If the U.S. wants to hold on to its title as the world’s top biotech innovator, it might want to take a page out of China’s book, a pioneer in CAR-T cell therapy said on Thursday.
“CAR-T cells were born in the U.S., actually here in New York City, but today there are more CAR-T cell trials in China than in the U.S.,” Michel Sadelain, director of the Columbia Initiative in Cell Engineering and Therapy, said at the STAT Breakthrough Summit East. “They’re variants on things that often have been published here before, but boom, the trial starts there and then they have patient data, while here we’re still thinking about how to find money to perform a trial.”
One of the factors propelling China’s current cell and gene therapy boom is the country’s dual-track regulatory system, which allows for experimental therapies to be tested for the first time in humans through “investigator initiated trials,” or IITs. These are studies typically run by clinical researchers in hospitals that can be started quickly and with less red tape than a typical drug trial, accelerating initial insights into therapeutic efficacy.
Since 2018, IITs for cell and gene therapy products have grown rapidly across mainland China, enrolling over 30,000 participants, twice the number in typical drug trials overseen by a national regulatory body, according to a 2025 analysis.
IITs represent an incredible advantage in terms of de-risking new experimental therapies, Sadelain said, one that he hopes the U.S. finds a way to replicate.
“I do think we should adapt our system and restore some of our competitiveness with China,” he said. “I think that academic centers in the U.S., certainly in the world of cell therapy, are very capable of manufacturing these products that are born in academia. And I hope that we’ll see an evolution here very soon to allow that.”

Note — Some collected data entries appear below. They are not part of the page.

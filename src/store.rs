//! Published lookup-table artifacts.
//!
//! One JSON file per universe under a table directory:
//! `lookup_table.json` for the whole catalog and `lookup_table_<user>.json`
//! for each user's catalog-minus-owned-decks. A rebuild writes a fresh
//! temporary file next to the target and renames it into place, so readers
//! see either the old table or the new one, never a partial write. Each
//! writer gets its own temporary file; with concurrent rebuilds the last
//! rename wins.

use std::fs::{self, File};
use std::io::Write;
use std::path::{Path, PathBuf};
use std::sync::atomic::{AtomicU64, Ordering};
use std::time::Instant;

use tracing::{info, warn};

use crate::catalog::DeckCatalog;
use crate::error::{LookupError, Result};
use crate::lookup::{build_for_universe, BuildLimits, LookupTable, Universe};

static TEMP_COUNTER: AtomicU64 = AtomicU64::new(0);

/// Write `bytes` to `path` through a uniquely named temporary file in the
/// same directory, then rename over the target. On failure the temporary
/// file is removed and the target is left as it was.
pub fn write_atomic(path: &Path, bytes: &[u8]) -> Result<()> {
    let dir = match path.parent() {
        Some(p) if !p.as_os_str().is_empty() => p,
        _ => Path::new("."),
    };
    fs::create_dir_all(dir).map_err(|e| LookupError::io(dir, e))?;

    let tmp = temp_path(dir, path);
    if let Err(e) = write_then_rename(&tmp, path, bytes) {
        let _ = fs::remove_file(&tmp);
        return Err(LookupError::io(path, e));
    }
    Ok(())
}

fn write_then_rename(tmp: &Path, target: &Path, bytes: &[u8]) -> std::io::Result<()> {
    let mut file = File::create(tmp)?;
    file.write_all(bytes)?;
    file.sync_all()?;
    drop(file);
    fs::rename(tmp, target)
}

fn temp_path(dir: &Path, target: &Path) -> PathBuf {
    let name = target
        .file_name()
        .map(|n| n.to_string_lossy().into_owned())
        .unwrap_or_else(|| "artifact".to_string());
    let seq = TEMP_COUNTER.fetch_add(1, Ordering::Relaxed);
    dir.join(format!(".{}.{}.{}.tmp", name, std::process::id(), seq))
}

// ── Table store ────────────────────────────────────────────────────

/// Directory of published lookup tables.
#[derive(Debug, Clone)]
pub struct TableStore {
    dir: PathBuf,
}

impl TableStore {
    pub fn new(dir: impl Into<PathBuf>) -> Self {
        Self { dir: dir.into() }
    }

    pub fn dir(&self) -> &Path {
        &self.dir
    }

    pub fn path_for(&self, universe: Universe) -> PathBuf {
        self.dir.join(universe.file_name())
    }

    pub fn exists(&self, universe: Universe) -> bool {
        self.path_for(universe).is_file()
    }

    /// Serialize the whole table in memory, then swap it into place.
    pub fn publish(&self, universe: Universe, table: &LookupTable) -> Result<PathBuf> {
        let path = self.path_for(universe);
        let bytes = table.to_json_bytes()?;
        write_atomic(&path, &bytes)?;
        info!(
            %universe,
            path = %path.display(),
            keys = table.len(),
            bytes = bytes.len(),
            "published lookup table"
        );
        Ok(path)
    }

    pub fn load(&self, universe: Universe) -> Result<LookupTable> {
        let path = self.path_for(universe);
        let text = fs::read_to_string(&path).map_err(|e| LookupError::io(&path, e))?;
        LookupTable::from_json(&text)
    }

    /// The table a quiz should use: the user's own table when one has been
    /// published, the global table otherwise.
    pub fn load_for_user(&self, user_id: Option<u32>) -> Result<(Universe, LookupTable)> {
        if let Some(id) = user_id {
            let universe = Universe::User(id);
            if self.exists(universe) {
                return Ok((universe, self.load(universe)?));
            }
            warn!(user_id = id, "no per-user lookup table, falling back to global");
        }
        Ok((Universe::Global, self.load(Universe::Global)?))
    }

    /// Like [`TableStore::load_for_user`], but a user who turned their
    /// custom table off in the catalog gets the global table.
    pub fn load_preferred(
        &self,
        catalog: &DeckCatalog,
        user_id: Option<u32>,
    ) -> Result<(Universe, LookupTable)> {
        let user_id = user_id.filter(|id| catalog.uses_custom_lookup(*id));
        self.load_for_user(user_id)
    }

    /// Build and publish one universe's table.
    pub fn rebuild(
        &self,
        catalog: &DeckCatalog,
        universe: Universe,
        limits: &BuildLimits,
    ) -> Result<PathBuf> {
        let start = Instant::now();
        let table = build_for_universe(catalog, universe, limits)?;
        let path = self.publish(universe, &table)?;
        info!(
            %universe,
            elapsed_ms = start.elapsed().as_secs_f64() * 1000.0,
            "rebuild complete"
        );
        Ok(path)
    }

    /// Rebuild every user's table. Stops at the first failure; tables
    /// already published by this run stay published.
    pub fn rebuild_all_users(
        &self,
        catalog: &DeckCatalog,
        limits: &BuildLimits,
    ) -> Result<Vec<PathBuf>> {
        catalog
            .users
            .iter()
            .map(|user| self.rebuild(catalog, Universe::User(user.id), limits))
            .collect()
    }
}

/// Record a user's new owned-deck list and rebuild their table.
///
/// The catalog file is replaced atomically before the rebuild, so a failed
/// rebuild leaves the new ownership recorded and the previous table
/// published; running the user rebuild again converges.
pub fn update_owned_decks(
    catalog_path: &Path,
    store: &TableStore,
    user_id: u32,
    deck_ids: &[u32],
    limits: &BuildLimits,
) -> Result<PathBuf> {
    let mut catalog = DeckCatalog::load(catalog_path)?;
    catalog.set_owned_decks(user_id, deck_ids)?;
    catalog.save_atomic(catalog_path)?;
    info!(user_id, owned = deck_ids.len(), "updated owned decks");
    store.rebuild(&catalog, Universe::User(user_id), limits)
}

The remarks point to increasing anxiety about the possibility of China overtaking America’s decades-long status as the global leader in drug discovery, development, and approvals. Fueled by nationalist ambitions, massive government investments, and permissive regulatory structures, China’s biotechnology sector has undergone an explosive expansion in recent years. Since 2018, China’s output in terms of new drug discovery has tripled, while output by American sources has remained comparatively flat, according to one analysis by researchers at Stony Brook University.

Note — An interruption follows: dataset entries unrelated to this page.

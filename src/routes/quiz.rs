//! `/api/quiz/*` routes: the question flow rendered as HTMX fragments.
//!
//! Every mutating route answers with the re-rendered `#quiz` panel, so the
//! page swaps one element per click.

use crate::lookup::LookupTable;
use crate::quiz::questions::{Question, QuizOption};
use crate::quiz::session::{QuizSession, QuizStep};
use crate::quiz::state::{self, QuizState};
use crate::routes::util::{
    error_fragment, escape_html, get_param, parse_params, percent_encode,
};

// ── Rendering ──────────────────────────────────────────────────────

fn render(s: &QuizState) -> String {
    let Some(active) = &s.table else {
        return error_fragment("No lookup table loaded");
    };
    let step = s.session.next_step(&active.table, &s.questions);
    render_step(&step, &s.session, &active.table, &s.questions)
}

fn render_step(
    step: &QuizStep,
    session: &QuizSession,
    table: &LookupTable,
    questions: &[Question],
) -> String {
    let body = match step {
        QuizStep::Ask { question, options } => render_question(question, options),
        QuizStep::ChooseOptional(valid) => render_optional_choice(valid, session),
        QuizStep::Finish(key) => format!(
            r##"<div hx-get="/api/deck/result?key={}" hx-trigger="load" hx-target="#quiz-result" hx-swap="innerHTML"></div>
<div id="quiz-result"><span class="text-gray-500">Finding your deck…</span></div>"##,
            percent_encode(key.as_str())
        ),
    };

    let answered = session.answers.len() + session.hidden_question_count(table, questions);
    let progress = format!(
        r#"<div class="text-xs text-gray-500 mb-2">{} of {} answered</div>"#,
        answered.min(questions.len()),
        questions.len()
    );

    let back = if session.answers.is_empty() && session.selected_optional.is_none() {
        String::new()
    } else {
        r##"<div class="flex gap-2 mt-3">
  <button class="px-2 py-1 border rounded" hx-post="/api/quiz/back" hx-target="#quiz" hx-swap="outerHTML">Back</button>
  <button class="px-2 py-1 border rounded" hx-post="/api/quiz/reset" hx-target="#quiz" hx-swap="outerHTML">Start over</button>
</div>"##
            .to_string()
    };

    format!(r#"<div id="quiz">{}{}{}</div>"#, progress, body, back)
}

fn render_question(question: &Question, options: &[QuizOption]) -> String {
    let mut html = format!(
        r##"<h3 class="font-bold mb-2">{}</h3><form hx-post="/api/quiz/answer" hx-target="#quiz" hx-swap="outerHTML">
<input type="hidden" name="question" value="{}">"##,
        escape_html(&question.prompt),
        question.key()
    );
    if options.is_empty() {
        html.push_str(r#"<span class="text-gray-500">No decks left for this question.</span>"#);
    }
    for opt in options {
        let value = opt.value.map(|v| v.to_string()).unwrap_or_default();
        html.push_str(&format!(
            r#"<button class="block w-full text-left px-3 py-2 my-1 border rounded" name="value" value="{}">{}</button>"#,
            value,
            escape_html(&opt.label)
        ));
    }
    html.push_str("</form>");
    html
}

fn render_optional_choice(valid: &[Question], session: &QuizSession) -> String {
    let mut html = String::from(
        r##"<h3 class="font-bold mb-2">What should we ask about next?</h3><form hx-post="/api/quiz/select" hx-target="#quiz" hx-swap="outerHTML">"##,
    );
    for q in valid {
        let disabled = if session.is_answered(q.key()) {
            " disabled"
        } else {
            ""
        };
        html.push_str(&format!(
            r#"<button class="block w-full text-left px-3 py-2 my-1 border rounded" name="question" value="{}"{}>{}</button>"#,
            q.key(),
            disabled,
            escape_html(&q.prompt)
        ));
    }
    html.push_str("</form>");
    html
}

// ── GET /api/quiz/step ─────────────────────────────────────────────

/// Handle GET /api/quiz/step
pub fn handle_step_get(_query: &str) -> String {
    state::with_state(render)
}

// ── POST /api/quiz/answer ──────────────────────────────────────────

/// Handle POST /api/quiz/answer
/// Body: `question={key}&value={n}`; an empty `value` is "no preference".
pub fn handle_answer_post(body: &str) -> String {
    let params = parse_params(body);
    let question = match get_param(&params, "question") {
        Some(q) if !q.is_empty() => q,
        _ => return error_fragment("Missing question parameter"),
    };
    let value = match get_param(&params, "value").unwrap_or("") {
        "" => None,
        raw => match raw.parse::<u32>() {
            Ok(v) => Some(v),
            Err(_) => return error_fragment("Invalid value parameter"),
        },
    };

    state::with_state_mut(|s| {
        let Some(active) = &s.table else {
            return error_fragment("No lookup table loaded");
        };
        match s
            .session
            .answer(&active.table, &s.questions, question, value)
        {
            Ok(()) => render(s),
            Err(e) => error_fragment(&e.to_string()),
        }
    })
}

// ── POST /api/quiz/select ──────────────────────────────────────────

/// Handle POST /api/quiz/select
/// Body: `question={key}`, one of the optional questions.
pub fn handle_select_post(body: &str) -> String {
    let params = parse_params(body);
    let question = get_param(&params, "question").unwrap_or("");

    state::with_state_mut(|s| {
        let Some(active) = &s.table else {
            return error_fragment("No lookup table loaded");
        };
        match s
            .session
            .select_optional(&active.table, &s.questions, question)
        {
            Ok(()) => render(s),
            Err(e) => error_fragment(&e.to_string()),
        }
    })
}

// ── POST /api/quiz/back ────────────────────────────────────────────

/// Handle POST /api/quiz/back
pub fn handle_back_post(_body: &str) -> String {
    state::with_state_mut(|s| {
        s.session.go_back(&s.questions);
        render(s)
    })
}

// ── POST /api/quiz/reset ───────────────────────────────────────────

/// Handle POST /api/quiz/reset
pub fn handle_reset_post(_body: &str) -> String {
    state::with_state_mut(|s| {
        s.session.reset();
        render(s)
    })
}

// ── GET /api/quiz/state ────────────────────────────────────────────

/// Handle GET /api/quiz/state
/// Session JSON for the page to keep in localStorage.
pub fn handle_state_get(_query: &str) -> String {
    state::export_session_json()
}

// ── POST /api/quiz/import ──────────────────────────────────────────

/// Handle POST /api/quiz/import
/// Body is a session previously returned by GET /api/quiz/state.
pub fn handle_import_post(body: &str) -> String {
    match state::import_session_json(body.trim()) {
        Ok(()) => r#"<span class="text-emerald-600">Quiz progress restored</span>"#.to_string(),
        Err(e) => error_fragment(&format!("Import failed: {}", e)),
    }
}

#[cfg(test)]
mod tests {
    use super::*;
    use crate::catalog::tests::plain_deck;
    use crate::catalog::DeckCatalog;
    use crate::lookup::{build_for_universe, BuildLimits, Universe};
    use crate::quiz::state::{load_table_json, replace_state, with_state};

    /// Two decks that differ only in strength.
    fn load_fixture() {
        replace_state(QuizState::default());
        let catalog = DeckCatalog {
            decks: vec![plain_deck(1, 0, 0, 0, 0), plain_deck(2, 1, 0, 0, 0)],
            ..Default::default()
        };
        let table =
            build_for_universe(&catalog, Universe::Global, &BuildLimits::default()).unwrap();
        let json = String::from_utf8(table.to_json_bytes().unwrap()).unwrap();
        load_table_json(&json, "test").unwrap();
    }

    #[test]
    fn step_without_table() {
        replace_state(QuizState::default());
        assert!(handle_step_get("").contains("No lookup table loaded"));
        assert!(handle_answer_post("question=s&value=0").contains("No lookup table loaded"));
    }

    #[test]
    fn first_step_asks_aesthetic_question() {
        load_fixture();
        let html = handle_step_get("");
        assert!(html.contains(r#"name="question" value="atag""#));
        assert!(html.contains("Show me every deck"));
        assert!(!html.contains("/api/quiz/back"));
        replace_state(QuizState::default());
    }

    #[test]
    fn strength_answer_finishes_with_result_link() {
        load_fixture();
        handle_answer_post("question=atag&value=");
        let strength = handle_step_get("");
        assert!(strength.contains(r#"value="s""#));
        assert!(strength.contains("A solid semi-tier deck"));

        let html = handle_answer_post("question=s&value=1");
        assert!(html.contains("/api/deck/result?key=s%3D1"));
        assert!(html.contains("/api/quiz/back"));
        replace_state(QuizState::default());
    }

    #[test]
    fn rejects_bad_answers() {
        load_fixture();
        assert!(handle_answer_post("value=0").contains("Missing question"));
        assert!(handle_answer_post("question=s&value=x").contains("Invalid value"));
        assert!(handle_answer_post("question=zz&value=0").contains("unknown question"));
        assert!(handle_answer_post("question=t&value=0").contains("not the one being asked"));
        handle_answer_post("question=atag&value=");
        assert!(handle_answer_post("question=s&value=3").contains("not available"));
        replace_state(QuizState::default());
    }

    #[test]
    fn back_and_reset() {
        load_fixture();
        handle_answer_post("question=atag&value=");
        with_state(|s| assert_eq!(s.session.answers.len(), 1));
        let html = handle_back_post("");
        assert!(html.contains(r#"value="atag""#));
        with_state(|s| assert!(s.session.answers.is_empty()));

        handle_answer_post("question=atag&value=");
        handle_reset_post("");
        with_state(|s| assert!(s.session.answers.is_empty()));
        replace_state(QuizState::default());
    }

    #[test]
    fn select_rejects_required_question() {
        load_fixture();
        assert!(handle_select_post("question=s").contains("cannot be selected"));
        replace_state(QuizState::default());
    }

    #[test]
    fn state_export_and_import() {
        load_fixture();
        handle_answer_post("question=atag&value=");
        let json = handle_state_get("");
        handle_reset_post("");
        assert!(handle_import_post(&json).contains("restored"));
        with_state(|s| assert_eq!(s.session.answers.len(), 1));
        assert!(handle_import_post("nope").contains("Import failed"));
        replace_state(QuizState::default());
    }
}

Since the end of World War II, the U.S. has dominated the R&D pipeline. In addition to providing Americans with earlier access to breakthrough therapies, this leadership position has granted the U.S. control over the global pharmaceutical market and the power to shape international regulatory norms and supply chains. But a trend of declining federal support for biomedical research over the past few decades — accelerated by the second Trump administration’s shattering of the government’s research partnership with academia and cuts to the federal science workforce — now threatens that position of privilege.
A new forecast released Thursday by science policy researchers at the University of California, San Diego predicts that, in what would be a watershed moment, China’s public spending on research is likely to surpass that of the United States in the next two to three years.

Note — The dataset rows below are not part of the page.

use serde::{Deserialize, Serialize};
use std::{fmt::Debug, path::PathBuf};

use crate::{data::synthetic::SyntheticParams, facerecognition::FRparams};

pub const CONFIG_FILEPATH: &str = "laptev-trainer.config";

#[derive(Clone, Serialize, Deserialize)]
#[serde(default)]
pub struct Config {
    pub data_dir: PathBuf,
    pub classifier_path: PathBuf,
    pub recognizer: FRparams,
    pub synthetic: SyntheticParams,
}

impl Default for Config {
    fn default() -> Self {
        Self {
            data_dir: PathBuf::from("data"),
            classifier_path: PathBuf::from("classifier.xml"),
            recognizer: FRparams::default(),
            synthetic: SyntheticParams::default(),
        }
    }
}

impl Config {
    /// uses Self::load() and falls back to the defaults, the file is only ever read
    pub fn new() -> Self {
        match Self::load(CONFIG_FILEPATH) {
            Ok(config) => {
                tracing::info!("configuration loaded from {}", CONFIG_FILEPATH);
                config
            }
            Err(error) if is_not_found(&error) => {
                tracing::debug!("no {}, using defaults", CONFIG_FILEPATH);
                Self::default()
            }
            Err(error) => {
                tracing::warn!("failed to load configuration, using defaults\n{}", error);
                Self::default()
            }
        }
    }

    pub fn load(filepath: &str) -> anyhow::Result<Self> {
        let buffer: Vec<u8> = std::fs::read(filepath)?;
        Ok(serde_json::from_slice(&buffer)?)
    }
}

fn is_not_found(error: &anyhow::Error) -> bool {
    error
        .downcast_ref::<std::io::Error>()
        .map_or(false, |error| error.kind() == std::io::ErrorKind::NotFound)
}

impl Debug for Config {
    fn fmt(&self, f: &mut std::fmt::Formatter<'_>) -> std::fmt::Result {
        writeln!(
            f,
            "data_dir = {}\nclassifier_path = {}\nrecognizer = {:?}\nsynthetic = {:?}",
            self.data_dir.display(),
            self.classifier_path.display(),
            self.recognizer,
            self.synthetic
        )
    }
}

While these trends were especially alarming to academics like Sadelain, pharma R&D executives struck a more optimistic tone.
“I’m trying to not think about it as a threat, more as an opportunity,” Jane Grogan, head of research at Biogen, said during an earlier session on Thursday. “We’re out in China, we’re talking to VCs, academics, startups as well to see how can we actually partner with them to develop quickly and agilely drugs,” she added.
While more resources and opportunities going to China or other countries can be a challenge for American institutions, “that’s a very, I think, U.S.-centric perspective,” said Robert Plenge, chief research officer of Bristol Myers Squibb. He advised keeping the focus on patients and figuring out ways to deliver the best possible medicines amid evolving political and financial realities. He and others on the panel stressed that patients don’t care where a cure comes from, as long as it works.
“If you’re a patient wanting to get the best possible medicine as quickly as possible, I think having innovation across the globe is the best possible outcome,” Plenge said.
Stelios Papadopoulos, board chair of Exelixis and a longtime biotech leader, also downplayed the notion of China as a threat. “There’s a lot of smart people there and smart people are good people, so I’m not worried,” he said.